What to work on —
In the listing that follows, determine how many lines include the word "Create". Respond with that number alone.

Data shown —

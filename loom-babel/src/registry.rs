//! Format registry for format discovery and selection
//!
//! This module provides a centralized registry for all available formats.
//! Formats can be registered and retrieved by name, detected from a filename or sniffed
//! from the content itself.

use crate::error::FormatError;
use crate::format::Format;
use crate::formats::common::json_outline;
use crate::tree::LoomTree;
use std::collections::HashMap;
use std::path::Path;
use tracing::debug;

/// Registry of loom tree formats
///
/// # Examples
///
/// ```ignore
/// let registry = FormatRegistry::default();
/// let graph = registry.convert(&nested_json, "nested", "graph", &HashMap::new())?;
/// ```
pub struct FormatRegistry {
    formats: HashMap<String, Box<dyn Format>>,
}

impl FormatRegistry {
    /// Create a new empty registry
    pub fn new() -> Self {
        FormatRegistry {
            formats: HashMap::new(),
        }
    }

    /// Register a format
    ///
    /// If a format with the same name already exists, it will be replaced.
    pub fn register<F: Format + 'static>(&mut self, format: F) {
        self.formats
            .insert(format.name().to_string(), Box::new(format));
    }

    /// Get a format by name
    pub fn get(&self, name: &str) -> Result<&dyn Format, FormatError> {
        self.formats
            .get(name)
            .map(|f| f.as_ref())
            .ok_or_else(|| FormatError::FormatNotFound(name.to_string()))
    }

    /// Check if a format exists
    pub fn has(&self, name: &str) -> bool {
        self.formats.contains_key(name)
    }

    /// List all available format names (sorted)
    pub fn list_formats(&self) -> Vec<String> {
        let mut names: Vec<_> = self.formats.keys().cloned().collect();
        names.sort();
        names
    }

    /// Detect a parseable format from the filename's extension
    ///
    /// A trailing `.json` is looked through, so both `story.graph` and `story.graph.json`
    /// resolve to `graph`. Output-only formats never match: a `.tree` file is left to
    /// content sniffing.
    pub fn detect_format_from_filename(&self, filename: &str) -> Option<String> {
        let path = Path::new(filename);
        let mut extension = path.extension().and_then(|ext| ext.to_str())?;
        if extension == "json" {
            extension = path
                .file_stem()
                .map(Path::new)
                .and_then(|stem| stem.extension())
                .and_then(|ext| ext.to_str())?;
        }

        self.formats
            .values()
            .find(|format| {
                format.supports_parsing() && format.file_extensions().contains(&extension)
            })
            .map(|format| format.name().to_string())
    }

    /// Detect a parseable format by looking at the shape of the JSON source.
    ///
    /// Only the kinds of the top-level members are read. Returns None when the source is not
    /// a JSON object or no format recognises it.
    pub fn detect_format_from_source(&self, source: &str) -> Option<String> {
        let value = json_outline(source)?;
        let detected = self
            .list_formats()
            .into_iter()
            .find(|name| self.formats[name].supports_parsing() && self.formats[name].sniff(&value));
        debug!(format = ?detected, "sniffed source format");
        detected
    }

    /// Parse source text using the specified format
    pub fn parse(&self, source: &str, format: &str) -> Result<LoomTree, FormatError> {
        let fmt = self.get(format)?;
        if !fmt.supports_parsing() {
            return Err(FormatError::NotSupported(format!(
                "Format '{format}' does not support parsing"
            )));
        }
        fmt.parse(source)
    }

    /// Serialize a tree using the specified format
    pub fn serialize(&self, tree: &LoomTree, format: &str) -> Result<String, FormatError> {
        self.serialize_with_options(tree, format, &HashMap::new())
    }

    /// Serialize a tree using the specified format and options
    pub fn serialize_with_options(
        &self,
        tree: &LoomTree,
        format: &str,
        options: &HashMap<String, String>,
    ) -> Result<String, FormatError> {
        let fmt = self.get(format)?;
        if !fmt.supports_serialization() {
            return Err(FormatError::NotSupported(format!(
                "Format '{format}' does not support serialization"
            )));
        }
        fmt.serialize_with_options(tree, options)
    }

    /// Parse with one format and serialize with another.
    pub fn convert(
        &self,
        source: &str,
        from: &str,
        to: &str,
        options: &HashMap<String, String>,
    ) -> Result<String, FormatError> {
        // Fail on an unknown target before doing any work.
        self.get(to)?;
        let tree = self.parse(source, from)?;
        debug!(from, to, nodes = tree.node_count(), "converting");
        self.serialize_with_options(&tree, to, options)
    }

    /// Create a registry with default formats
    pub fn with_defaults() -> Self {
        let mut registry = Self::new();

        registry.register(crate::formats::nested::NestedFormat);
        registry.register(crate::formats::flatmap::FlatMapFormat);
        registry.register(crate::formats::graph::GraphFormat);
        registry.register(crate::formats::treeviz::TreevizFormat);

        registry
    }
}

impl Default for FormatRegistry {
    fn default() -> Self {
        Self::with_defaults()
    }
}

Solution for this problem —
2